Pledges were also made to spend $1 billion on employee wages and benefits and to use the estimated $500 million in new cost savings to lower consumer prices. The companies also intend to expand their lineup of affordable store brands and spend $1.3 billion on improving customer service at Albertsons stores. There is no evidence that a Kroger-Albertsons merger would harm the grocery market, workers, or consumers.
According to the International Center for Law and Economics, divestitures of this size have traditionally been enough to satisfy FTC demands. In addition, over the last 35 years, the FTC has allowed every supermarket merger to proceed once a divesture agreement was reached. Therefore, not only would blocking the merger on such grounds break with the “analytical framework the FTC has historically used to evaluate similar transactions,” it would also diverge sharply with the Commission’s “historical precedent of accepting divestitures as a remedy to address localized problems.”

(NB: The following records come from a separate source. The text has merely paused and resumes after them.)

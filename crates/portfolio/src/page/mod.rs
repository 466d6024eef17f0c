//! Routing, section planning, and HTML composition for the two pages.

pub mod composer;
pub mod render;
pub mod route;
pub mod section;

use chrono::{Datelike, Local};

pub use composer::{ComposedPage, PageComposer, PageKind, RenderedSection};
pub use route::Route;
pub use section::{Loading, RevealPolicy, SectionKind, SectionPlan};

use crate::config::SiteConfig;
use crate::filter::FilterError;
use crate::reveal::{ObserverMode, RevealOptions};

#[derive(Debug, thiserror::Error)]
pub enum PageError {
    #[error("cannot mount into root element '{root_id}': {reason}")]
    Mount {
        root_id: String,
        reason: &'static str,
    },
    #[error("failed to render the {section} section")]
    Render { section: &'static str },
    #[error("unknown section '{0}'")]
    UnknownSection(String),
    #[error("the {section} section has no category filter")]
    NotFilterable { section: &'static str },
    #[error(transparent)]
    Filter(#[from] FilterError),
}

impl PageError {
    /// Failures that leave nothing usable on screen.
    pub fn is_mount_failure(&self) -> bool {
        matches!(self, Self::Mount { .. } | Self::Render { .. })
    }
}

/// Per-request inputs to composition.
#[derive(Debug, Clone)]
pub struct ComposeContext {
    pub site: SiteConfig,
    pub reveal: RevealOptions,
    pub observer_mode: ObserverMode,
    /// Copyright year shown in the footer.
    pub year: i32,
}

impl ComposeContext {
    pub fn new(site: &SiteConfig) -> Self {
        Self {
            reveal: RevealOptions {
                root_margin: site.reveal_margin.clone(),
                stagger_ms: site.reveal_stagger_ms,
                ..RevealOptions::default()
            },
            site: site.clone(),
            observer_mode: ObserverMode::Available,
            year: Local::now().year(),
        }
    }

    pub fn with_observer_mode(mut self, mode: ObserverMode) -> Self {
        self.observer_mode = mode;
        self
    }

    pub fn with_year(mut self, year: i32) -> Self {
        self.year = year;
        self
    }
}

/// Root ids must be usable as a bare HTML id: a letter followed by
/// letters, digits, `-` or `_`.
pub(crate) fn validate_root_id(root_id: &str) -> Result<(), PageError> {
    let mut chars = root_id.chars();
    let reason = match chars.next() {
        None => Some("root id is empty"),
        Some(first) if !first.is_ascii_alphabetic() => Some("root id must start with a letter"),
        Some(_) if !chars.all(|c| c.is_ascii_alphanumeric() || c == '-' || c == '_') => {
            Some("root id contains characters outside [A-Za-z0-9_-]")
        }
        Some(_) => None,
    };
    match reason {
        Some(reason) => Err(PageError::Mount {
            root_id: root_id.to_string(),
            reason,
        }),
        None => Ok(()),
    }
}

#[cfg(test)]
mod tests {
    use super::*;

    #[test]
    fn root_id_validation() {
        assert!(validate_root_id("root").is_ok());
        assert!(validate_root_id("app-shell_2").is_ok());
        for bad in ["", "1root", "root node", "root\"><script>"] {
            let err = validate_root_id(bad).expect_err("invalid root id");
            assert!(err.is_mount_failure(), "{bad:?} should be a mount failure");
        }
    }

    #[test]
    fn context_takes_margin_from_site_config() {
        let site = SiteConfig {
            reveal_margin: "-25%".to_string(),
            reveal_stagger_ms: 90,
            ..SiteConfig::default()
        };
        let ctx = ComposeContext::new(&site).with_year(2031);
        assert_eq!(ctx.reveal.root_margin, "-25%");
        assert_eq!(ctx.reveal.stagger_ms, 90);
        assert_eq!(ctx.year, 2031);
        assert_eq!(ctx.observer_mode, ObserverMode::Available);
    }

    #[test]
    fn filter_errors_are_not_mount_failures() {
        let err = PageError::from(FilterError::UnknownCategory("Poetry".to_string()));
        assert!(!err.is_mount_failure());
    }
}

It is also worth noting that the Senators’ repeated reference to the failed 2014 Haggen divesture plan was first approved by the FTC. Albertsons only proposed this plan because the FTC decided that 130 local markets were “likely” to become anticompetitive. The decision of Haggen, a regional grocery chain of just 18 stores, to expand too quickly by purchasing 146 stores from Albertsons and Safeway is no fault of Albertsons or the merger itself.
The Haggen example is also a poor comparison. Today’s food and grocery market is vastly more competitive than the grocery market of 2014. No longer limited to supermarkets and independent grocery stores, today’s grocery market includes many e-commerce stores, discount stores, and delivery providers. Each provides consumers with a wide variety of product options and new services, such as at-home delivery. A potential Kroger-Albertsons merger would only add to this competition by forcing companies like Walmart to compete for market share. In addition, more significant economies of scale would allow Kroger to lower unit costs and pass those cost savings onto consumers through lower prices.
As the FTC considers whether to approve the merger, it should block the outside noise of politicians who have made it clear they have no interest in objectively considering the many benefits that such a merger would unlock for the grocery market.